Zoe dejó los cubiertos en el plato y se le escapó un suspiro. Pocas veces Max se había parado a elogiarla. Había ensalzado a los animales, la última vez viéndolos desfilar, y aplaudido algún que otro logro parcial del centro, pero nunca se había referido específicamente a ella. Y eso significaba mucho.

—Max, haré todo lo que esté en mi mano para no defraudarte.

Erika salió en apoyo de Zoe intuyendo lo que estaba pensando.

—Cariño, a ver cuándo te empiezas a dar cuenta de que trabajar con mujeres requiere algo más que organizar las cosas o dar órdenes, se nos ha de entender.

—Una tarea nada sencilla, por cierto… —apuntó él, mientras masticaba un trozo de solomillo.

—Tampoco tanto. Solo hay que cuidar ciertos detalles. Cuando tomamos una decisión la cumplimos, pero para ser del todo felices necesitamos compartirla. Y si además ha salido bien, es vital sentirnos reconocidas. No somos tan complicadas. —Le hizo un guiño a Zoe—. Hay dos fórmulas para iniciar una buena conversación con una mujer. Y son: «estoy deseando que me cuentes», y la segunda, «que sepas que me ha encantado».

Max, dándose por aludido, miró a su mujer y luego a Zoe.

—Zoe, perdóname si no he sabido transmitirte hasta ahora lo que pienso sobre tu trabajo… —Zoe lo cortó.

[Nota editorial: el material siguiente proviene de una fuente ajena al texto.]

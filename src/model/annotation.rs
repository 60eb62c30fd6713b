//! Test annotation node type.

use serde::{Deserialize, Serialize};

use super::SourceLocation;

/// Where a test node was discovered.
#[derive(Debug, Clone, Copy, PartialEq, Eq, Serialize, Deserialize)]
#[serde(rename_all = "kebab-case")]
pub enum AnnotationSource {
    /// A run of `<PREFIX>-<KEY>:` comment lines.
    StructuredComment,
    /// A labelled requirement list inside a documentation block.
    DocstringBlock,
    /// A YAML test item from a test item directory.
    TestItem,
}

/// Pointer to an executable test.
#[derive(Debug, Clone, PartialEq, Eq, PartialOrd, Ord, Serialize, Deserialize)]
pub struct TestReference {
    /// File containing the test.
    pub path: String,
    /// Qualified test name within the file, when known.
    #[serde(default, skip_serializing_if = "Option::is_none")]
    pub name: Option<String>,
}

impl TestReference {
    /// Parses `path` or `path::qualified::name`.
    #[must_use]
    pub fn parse(value: &str) -> Self {
        match value.split_once("::") {
            Some((path, name)) if !name.is_empty() => {
                Self { path: path.to_string(), name: Some(name.to_string()) }
            }
            _ => Self { path: value.trim_end_matches("::").to_string(), name: None },
        }
    }
}

impl std::fmt::Display for TestReference {
    fn fmt(&self, f: &mut std::fmt::Formatter<'_>) -> std::fmt::Result {
        match &self.name {
            Some(name) => write!(f, "{}::{name}", self.path),
            None => f.write_str(&self.path),
        }
    }
}

/// A test discovered in the test tree (or a test item record).
///
/// `id` is either declared explicitly or derived from the block's location;
/// nothing downstream depends on which.
#[derive(Debug, Clone, PartialEq, Eq, Serialize, Deserialize)]
pub struct TestAnnotationNode {
    /// Node identifier.
    pub id: String,
    /// Requirement ids this test claims to verify; empty for an orphan test.
    #[serde(default)]
    pub requirement_refs: Vec<String>,
    /// Free-text description.
    #[serde(default, skip_serializing_if = "Option::is_none")]
    pub description: Option<String>,
    /// Executable test locations.
    #[serde(default, skip_serializing_if = "Vec::is_empty")]
    pub references: Vec<TestReference>,
    /// How the node was discovered.
    pub source: AnnotationSource,
    /// Line span of the annotation block.
    pub location: SourceLocation,
}

#[cfg(test)]
mod tests {
    use super::*;

    #[test]
    fn reference_parses_qualified_names() {
        let r = TestReference::parse("tests/test_status.py::TestStatus::test_schema");
        assert_eq!(r.path, "tests/test_status.py");
        assert_eq!(r.name.as_deref(), Some("TestStatus::test_schema"));
        assert_eq!(r.to_string(), "tests/test_status.py::TestStatus::test_schema");
    }

    #[test]
    fn reference_without_name_is_path_only() {
        assert_eq!(
            TestReference::parse("tests/test_status.py"),
            TestReference { path: "tests/test_status.py".into(), name: None }
        );
    }
}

—No hace falta, Max. No tienes por qué.

Él prefirió ser espontáneo, antes de usar aquellas frases sugeridas por su mujer, y se lo dijo a su manera.

—A lo largo de mi carrera y en mis diferentes encargos nunca había tenido una colaboradora, siempre han sido hombres. Pero al conocerte me he dado cuenta del grave error cometido. Trabajar contigo es un placer.